Reversing any major part of the enormous environmental damage done to the Everglades in the past half century will take some dramatic technological gambles.

That is why engineers need to press ahead with a 3 1/2-year pilot program for aquifer storage and recovery, a controversial technique untried on the massive scale envisioned in the Everglades restoration project.

The $8 billion federal-state Everglades restoration tries to make everybody a winner by saving the water that the system produces naturally but which is now drained off to the sea to prevent flooding and keep certain historic wetlands available for farming.

Farms, cities and the environment will all get what they need under Everglades restoration, despite enormous projected increases in human demand.

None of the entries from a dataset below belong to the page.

//! Credit and grade-point aggregation over categories and subcategories.

use std::rc::Rc;

use crate::grade::Grade;
use crate::model::{Category, CourseResult, SubCategory, Totals};

/// `points / registered` rounded to two decimal places.
///
/// The ratio is scaled before rounding so that e.g. `6 / 5` lands on `1.2`.
pub fn round_gpa(points: f64, registered: f64) -> f64 {
    (100.0 * points / registered).round() / 100.0
}

/// A node of the transcript tree that owns a list of course results.
///
/// All aggregation is derived from [`Gradable::results`], so categories and
/// subcategories share one implementation.
pub trait Gradable {
    fn name(&self) -> &str;

    fn results(&self) -> &[Rc<CourseResult>];

    fn results_with_grade(&self, grade: Grade) -> impl Iterator<Item = &CourseResult> {
        self.results()
            .iter()
            .map(Rc::as_ref)
            .filter(move |r| r.grade == grade)
    }

    /// Total credit earned at exactly `grade`.
    fn credits_for_grade(&self, grade: Grade) -> f64 {
        self.results_with_grade(grade).map(|r| r.credit).sum()
    }

    fn passed_results(&self) -> impl Iterator<Item = &CourseResult> {
        self.results()
            .iter()
            .map(Rc::as_ref)
            .filter(|r| r.grade.is_passed())
    }

    fn passed_credits(&self) -> f64 {
        self.passed_results().map(|r| r.credit).sum()
    }

    /// Credits counted toward the GPA denominator: everything but `E`.
    fn registered_credits(&self) -> f64 {
        self.results()
            .iter()
            .filter(|r| r.grade != Grade::E)
            .map(|r| r.credit)
            .sum()
    }

    fn total_grade_points(&self) -> f64 {
        self.results()
            .iter()
            .filter(|r| r.grade.point() > 0)
            .map(|r| f64::from(r.grade.point()) * r.credit)
            .sum()
    }

    /// `None` when no credits are registered.
    fn gpa(&self) -> Option<f64> {
        let registered = self.registered_credits();
        if registered == 0.0 {
            None
        } else {
            Some(round_gpa(self.total_grade_points(), registered))
        }
    }
}

impl Gradable for Category {
    fn name(&self) -> &str {
        &self.name
    }

    fn results(&self) -> &[Rc<CourseResult>] {
        &self.results
    }
}

impl Gradable for SubCategory {
    fn name(&self) -> &str {
        &self.name
    }

    fn results(&self) -> &[Rc<CourseResult>] {
        &self.results
    }
}

impl Totals {
    /// Sums the top-level categories. The GPA falls back to zero when nothing
    /// was registered.
    pub fn from_categories<'a>(categories: impl IntoIterator<Item = &'a Category>) -> Self {
        let mut totals = Totals::default();

        for category in categories {
            totals.registered_credits += category.registered_credits();
            totals.passed_credits += category.passed_credits();
            totals.total_grade_points += category.total_grade_points();
        }

        totals.gpa = if totals.registered_credits == 0.0 {
            0.0
        } else {
            round_gpa(totals.total_grade_points, totals.registered_credits)
        };

        totals
    }
}
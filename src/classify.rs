//! Per-line classification of the transcript text format.
//!
//! A transcript is indented text: category headers start at column 0,
//! subcategory headers are indented by five spaces and course lines by
//! thirteen. Course fields are separated by tabs and/or spaces.

use regex::{Captures, Regex};
use std::sync::LazyLock;

use crate::grade::Grade;
use crate::model::CourseResult;

/// What a single transcript line turned out to be.
#[derive(Debug, Clone, PartialEq)]
pub enum Line<'a> {
    Category(&'a str),
    SubCategory(&'a str),
    Course(CourseResult),
    Noise,
}

macro_rules! line_pattern {
    ($name:ident, $regex_str:expr) => {
        static $name: LazyLock<Option<Regex>> = LazyLock::new(|| Regex::new($regex_str).ok());
    };
}

line_pattern!(RE_CATEGORY, r"^(?P<category>\S+)$");

line_pattern!(RE_SUBCATEGORY, r"^ {5}(?P<subcategory>\S+)$");

// 選択 marks an elective course. Word boundaries are ASCII-only so kanji
// directly around the credit or the year still count as a boundary.
line_pattern!(
    RE_COURSE,
    concat!(
        r"^ {13}(?P<name>[^\t ][^\t]*)[\t ]*",
        r"(?P<teacher>[^\t]+?)[\t ]*",
        r"選択[\t ]*",
        r"(?P<credit>(?-u:\b)[0-9]+(?:\.[0-9]+)?(?-u:\b))[\t ]*",
        r"(?P<grade>AA|A|B|C|D|E)[\t ]*",
        r"(?P<term>(?-u:\b)[0-9]{4}(?-u:\b))[\t ]*",
        r"(?P<semester>.+)"
    )
);

/// Classifies one line. Patterns are tried as category, subcategory, then
/// course; the first match wins and anything else is [`Line::Noise`].
///
/// Expects text already folded by [`crate::normalize::to_half_width`].
pub fn classify(line: &str) -> Line<'_> {
    let line = line.strip_suffix('\r').unwrap_or(line);

    if let Some(caps) = captures(&RE_CATEGORY, line) {
        if let Some(m) = caps.name("category") {
            return Line::Category(m.as_str());
        }
    } else if let Some(caps) = captures(&RE_SUBCATEGORY, line) {
        if let Some(m) = caps.name("subcategory") {
            return Line::SubCategory(m.as_str());
        }
    } else if let Some(caps) = captures(&RE_COURSE, line) {
        if let Some(course) = course_from_captures(&caps) {
            return Line::Course(course);
        }
    }

    Line::Noise
}

fn captures<'h>(regex: &LazyLock<Option<Regex>>, line: &'h str) -> Option<Captures<'h>> {
    regex.as_ref()?.captures(line)
}

/// Builds the course record, rejecting lines with an empty field, a
/// non-positive credit or a zero year.
fn course_from_captures(caps: &Captures<'_>) -> Option<CourseResult> {
    let field = |name: &str| caps.name(name).map(|m| m.as_str()).filter(|s| !s.is_empty());

    let credit: f64 = field("credit")?.parse().ok()?;
    if !credit.is_finite() || credit <= 0.0 {
        return None;
    }

    let term: u16 = field("term")?.parse().ok()?;
    if term == 0 {
        return None;
    }

    Some(CourseResult {
        name: field("name")?.to_string(),
        teacher: field("teacher")?.to_string(),
        credit,
        grade: field("grade")?.parse::<Grade>().ok()?,
        term,
        semester: field("semester")?.to_string(),
    })
}

#[cfg(test)]
mod tests {
    use super::*;

    const COURSE: &str = "             Linear Algebra I\t\tSmith\t選択\t2\tA\t2023\tSpring";

    fn course(line: &str) -> CourseResult {
        match classify(line) {
            Line::Course(c) => c,
            other => panic!("expected a course line, got {:?}", other),
        }
    }

    #[test]
    fn test_category_line() {
        assert_eq!(classify("Math"), Line::Category("Math"));
        assert_eq!(classify("基礎科目"), Line::Category("基礎科目"));
    }

    #[test]
    fn test_subcategory_line() {
        assert_eq!(classify("     Algebra"), Line::SubCategory("Algebra"));
    }

    #[test]
    fn test_headers_with_inner_space_are_noise() {
        assert_eq!(classify("Math Dept"), Line::Noise);
        assert_eq!(classify("     Linear Algebra"), Line::Noise);
    }

    #[test]
    fn test_wrong_indent_is_noise() {
        assert_eq!(classify("    Algebra"), Line::Noise);
        assert_eq!(classify("      Algebra"), Line::Noise);
        assert_eq!(classify(""), Line::Noise);
        assert_eq!(classify("   "), Line::Noise);
    }

    #[test]
    fn test_course_fields() {
        let c = course(COURSE);
        assert_eq!(c.name, "Linear Algebra I");
        assert_eq!(c.teacher, "Smith");
        assert_eq!(c.credit, 2.0);
        assert_eq!(c.grade, Grade::A);
        assert_eq!(c.term, 2023);
        assert_eq!(c.semester, "Spring");
    }

    #[test]
    fn test_course_decimal_credit_and_double_letter_grade() {
        let c = course("             Seminar\tTanaka\t選択\t1.5\tAA\t2022\t後期");
        assert_eq!(c.credit, 1.5);
        assert_eq!(c.grade, Grade::AA);
        assert_eq!(c.semester, "後期");
    }

    #[test]
    fn test_course_with_space_separators() {
        let c = course("             English\tJones  選択  2  B  2021  前期 集中");
        assert_eq!(c.teacher, "Jones");
        assert_eq!(c.grade, Grade::B);
        assert_eq!(c.semester, "前期 集中");
    }

    #[test]
    fn test_year_followed_directly_by_kanji_semester() {
        let c = course("             Seminar\tTanaka\t選択\t2\tA\t2023前期");
        assert_eq!(c.credit, 2.0);
        assert_eq!(c.term, 2023);
        assert_eq!(c.semester, "前期");
    }

    #[test]
    fn test_credit_directly_after_elective_marker() {
        let c = course("             Seminar\tTanaka\t選択2\tA\t2023\t前期");
        assert_eq!(c.teacher, "Tanaka");
        assert_eq!(c.credit, 2.0);
        assert_eq!(c.grade, Grade::A);
        assert_eq!(c.semester, "前期");
    }

    #[test]
    fn test_zero_credit_is_dropped() {
        let line = "             Linear Algebra I\t\tSmith\t選択\t0\tA\t2023\tSpring";
        assert_eq!(classify(line), Line::Noise);
        let line = "             Linear Algebra I\t\tSmith\t選択\t0.0\tA\t2023\tSpring";
        assert_eq!(classify(line), Line::Noise);
    }

    #[test]
    fn test_zero_year_is_dropped() {
        let line = "             Linear Algebra I\t\tSmith\t選択\t2\tA\t0000\tSpring";
        assert_eq!(classify(line), Line::Noise);
    }

    #[test]
    fn test_unknown_grade_is_dropped() {
        let line = "             Linear Algebra I\t\tSmith\t選択\t2\tF\t2023\tSpring";
        assert_eq!(classify(line), Line::Noise);
    }

    #[test]
    fn test_missing_elective_marker_is_dropped() {
        let line = "             Linear Algebra I\t\tSmith\t必修\t2\tA\t2023\tSpring";
        assert_eq!(classify(line), Line::Noise);
    }

    #[test]
    fn test_missing_semester_is_dropped() {
        let line = "             Linear Algebra I\t\tSmith\t選択\t2\tA\t2023";
        assert_eq!(classify(line), Line::Noise);
    }

    #[test]
    fn test_course_needs_exactly_thirteen_spaces() {
        assert_eq!(classify(&format!(" {}", COURSE)), Line::Noise);
        assert_eq!(classify(&COURSE[1..]), Line::Noise);
    }

    #[test]
    fn test_crlf_line_ending_is_ignored() {
        assert_eq!(classify("Math\r"), Line::Category("Math"));
        assert_eq!(course(&format!("{}\r", COURSE)).semester, "Spring");
    }
}
//! Shared helpers for integration tests

use std::sync::Arc;
use supervisor_matcher::processing::embeddings::EmbeddingBackend;
use supervisor_matcher::{Result, SupervisorMatcher, SupervisorProfile};

const DIMENSIONS: usize = 64;

/// Hashes lowercase word tokens into a fixed number of buckets.
///
/// Identical texts get identical vectors and texts with shared words get a
/// positive cosine, which is all the ranking tests rely on.
pub struct BagOfWordsBackend;

impl EmbeddingBackend for BagOfWordsBackend {
    fn embed(&self, text: &str) -> Result<Vec<f32>> {
        let mut vector = vec![0.0; DIMENSIONS];
        for token in text
            .split(|c: char| !c.is_alphanumeric())
            .filter(|t| !t.is_empty())
        {
            let bucket = fnv1a(&token.to_lowercase()) as usize % DIMENSIONS;
            vector[bucket] += 1.0;
        }
        Ok(vector)
    }

    fn name(&self) -> &str {
        "bag-of-words"
    }
}

fn fnv1a(token: &str) -> u64 {
    token.bytes().fold(0xcbf29ce484222325, |hash, byte| {
        (hash ^ byte as u64).wrapping_mul(0x100000001b3)
    })
}

pub fn matcher() -> SupervisorMatcher {
    SupervisorMatcher::builder()
        .backend(Arc::new(BagOfWordsBackend))
        .build()
        .unwrap()
}

pub fn deep_learning_and_blockchain() -> Vec<SupervisorProfile> {
    vec![
        SupervisorProfile::new("b", "Dr. Blake", "blockchain, solidity"),
        SupervisorProfile::new("a", "Dr. Adams", "deep learning, pytorch, tensorflow"),
    ]
}
//! Text processing, extraction and scoring

pub mod bert;
pub mod domain_overlap;
pub mod embedding_manager;
pub mod embeddings;
pub mod matcher;
pub mod methodology;
pub mod profile;
pub mod scoring;
pub mod skills;
pub mod taxonomy;
pub mod text_processor;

In theory it works, but it depends in part on aquifer storage and recovery, in which water is captured in the rainy season and stored underground for use in the dry season. The process has been used successfully in Florida, but not on the scale contemplated in Everglades restoration, with 44 wells planned in the Caloosahatchee Basin and 333 across South Florida, storing billions of gallons.

A pilot well just east of the Lee-Hendry county border is one of five designed to answer some of the questions about aquifer storage and recovery. Some scientists and environmentalists worry that trying to store so much water underground will damage or pollute natural aquifers. They also wonder if enough water can be recovered when it is needed.

If aquifer storage and recovery doesn’t work as hoped, the authorities will have to turn to the method they probably should have used all along, the purchase and reflooding of major chunks of farmland developed in the old Everglades flow way.

That will really test our commitment to restoring the Everglades.